# Moorings Rv Resort Belfast Maine



## ember

Hi all I am "planning" our camping trip for our 25th wedding anniversary this June. I found this place, and REALLY like the looks of it, so am hoping at least one Outbacker has checked it out!!
Thanks,
TTFN
Ember


----------



## ember




----------



## ember

[post="0"]http://www.oceanfrontrvcamping.com/[/post]

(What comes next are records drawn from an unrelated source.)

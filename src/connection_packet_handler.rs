use std::sync::Arc;

use tracing::{debug, trace, warn};

use crate::connection::Connection;
use crate::packet::{Packet, PacketFlags};

/// What the handler decided to do about acknowledging, after applying a packet.
#[derive(Copy, Clone, Eq, PartialEq, Debug)]
enum AckDecision {
    /// push an ack right away (duplicate data, close, explicit request, choke)
    Immediate,
    /// new data - delay the ack a little, hoping to piggyback it
    Delayed,
    None,
}

/// Validate an inbound packet against a specific connection and apply its effects:
///  reassembly insert, ack/nack processing, RTT sampling (inside ack processing),
///  choke and close handling. Malformed or unverifiable packets are dropped without
///  a reply.
pub(crate) async fn receive_packet(conn: &Arc<Connection>, packet: Packet) {
    let local_id = conn.local_id();
    if !packet.send_stream_id.is_unknown() && packet.send_stream_id != local_id {
        warn!(
            "dropping packet {} aimed at stream {} but routed to {}",
            packet, packet.send_stream_id, local_id
        );
        return;
    }

    if !verify_if_required(conn, &packet).await {
        warn!("dropping packet {} on {}: missing or invalid signature", packet, local_id);
        return;
    }

    if packet.is_flag_set(PacketFlags::RESET) {
        conn.on_reset_received().await;
        return;
    }

    // the SYN carries the peer's identity; every packet carries the peer's stream id
    if let Some(from) = packet.option_from() {
        if let Err(e) = conn.set_remote_identity(from.clone()).await {
            warn!("dropping packet {} on {}: {}", packet, local_id, e);
            return;
        }
    }
    if !packet.receive_stream_id.is_unknown() {
        if let Err(e) = conn.set_remote_id(packet.receive_stream_id).await {
            // a mismatched stream id is a protocol error, not recoverable noise
            warn!("resetting {}: {}", local_id, e);
            conn.disconnect_hard(true).await;
            return;
        }
    }

    let decision = conn
        .with_inner(|inner| {
            if inner.is_reset() {
                return AckDecision::None;
            }
            inner.note_activity();

            if packet.is_flag_set(PacketFlags::SIGNATURE_REQUESTED) {
                inner.set_signature_requested();
            }
            if let Some(max_size) = packet.option_max_size() {
                if max_size > 0 {
                    inner.set_peer_max_payload(max_size as usize);
                }
            }
            match packet.option_delay() {
                Some(delay) if delay >= Packet::MIN_DELAY_CHOKE => {
                    debug!("{}: peer choked us", local_id);
                    inner.set_peer_choked(true);
                }
                Some(0) => inner.set_peer_choked(false),
                _ => {}
            }

            let mut decision = AckDecision::None;
            if packet.is_numbered() {
                let seq = packet.sequence_num;
                if !inner.input.can_accept(seq, packet.payload.len()) {
                    // no room - choke the peer instead of buffering unbounded data
                    debug!("{}: reassembly buffer full, choking peer", local_id);
                    inner.set_choking_peer(true);
                    return AckDecision::Immediate;
                }
                let is_new = inner.input.insert(seq, packet.payload.clone());
                if is_new {
                    inner.bump_unacked_inbound();
                    decision = AckDecision::Delayed;
                } else {
                    // retransmission-triggered duplicate: our ack most likely got
                    //  lost, repeat it without delay
                    let dups = inner.note_duplicate();
                    trace!("{}: dup #{} ({} total)", local_id, seq, dups);
                    decision = AckDecision::Immediate;
                }

                if packet.is_flag_set(PacketFlags::CLOSE) {
                    inner.input.set_close_received(seq);
                    inner.note_close_received();
                    decision = AckDecision::Immediate;
                }
            }

            if packet.option_delay() == Some(0) && decision == AckDecision::Delayed {
                // the peer explicitly asked for an immediate ack
                decision = AckDecision::Immediate;
            }
            decision
        })
        .await;

    if let Some(ack_through) = packet.ack_through() {
        conn.on_ack(ack_through, &packet.nacks).await;
    }

    match decision {
        AckDecision::Immediate => conn.send_ack_now().await,
        AckDecision::Delayed => conn.schedule_ack().await,
        AckDecision::None => {}
    }

    conn.notify_state_change();
    conn.event_occurred().await;
}

/// SYN / CLOSE / RESET class packets must carry a valid signature; other packets only
///  when the connection is configured to require it. The SYN is verified against the
///  identity it declares, everything else against the connection's known peer.
async fn verify_if_required(conn: &Arc<Connection>, packet: &Packet) -> bool {
    let required = packet
        .flags()
        .intersects(PacketFlags::SYNCHRONIZE | PacketFlags::CLOSE | PacketFlags::RESET)
        || conn.config().require_fully_signed;
    if !required {
        return true;
    }

    let from = match packet.option_from() {
        Some(from) => Some(from.clone()),
        None => conn.remote_identity().await,
    };
    let Some(from) = from else {
        return false;
    };

    let manager = conn.manager();
    let Some(manager) = manager else {
        return false;
    };
    packet.verify_signature(manager.queue().signer(), &from)
}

Or does someone know of a similar place?
TTFN
Ember


----------



## MaeJae

Sorry I can't be of any help...

But, it looks really nice.

MaeJae









p.s. your link didn't work... 
here ya go;
click-ity-click-click


----------



## ember

MaeJae said:


> Sorry I can't be of any help...
> 
> But, it looks really nice.
> 
> MaeJae
> 
> 
> 
> 
> 
> 
> 
> 
> 
> p.s. your link didn't work...
> here ya go;
> click-ity-click-click


It is a sweet looking place isn't it!?!? Thanks MaeJae for making a working link!! I don't know what I did wrong! My link looked good!!


----------



## rdvholtwood

ember said:


> Sorry I can't be of any help...
> 
> But, it looks really nice.
> 
> MaeJae
> 
> 
> 
> 
> 
> 
> 
> 
> 
> p.s. your link didn't work...
> here ya go;
> click-ity-click-click


It is a sweet looking place isn't it!?!? Thanks MaeJae for making a working link!! I don't know what I did wrong! My link looked good!!








[/quote]

It really does look nice! - especially the sites near the water!


----------



## ember

rdvholtwood said:


> Sorry I can't be of any help...
> 
> But, it looks really nice.
> 
> MaeJae
> 
> 
> 
> 
> 
> 
> 
> 
> 
> p.s. your link didn't work...
> here ya go;
> click-ity-click-click


It is a sweet looking place isn't it!?!? Thanks MaeJae for making a working link!! I don't know what I did wrong! My link looked good!!








[/quote]

It really does look nice! - especially the sites near the water!








[/quote]

IF we get to go I'm hoping to get site 31!!


----------



## Joonbee

We are heading to Bar Harbor this year and have looked at a few places out there. Little farther for you, but they did have some cg's with water front. No saavy enough to add clicky for my thread, but it is a recent thread if you check in camping recpmmendations for Me and Nh.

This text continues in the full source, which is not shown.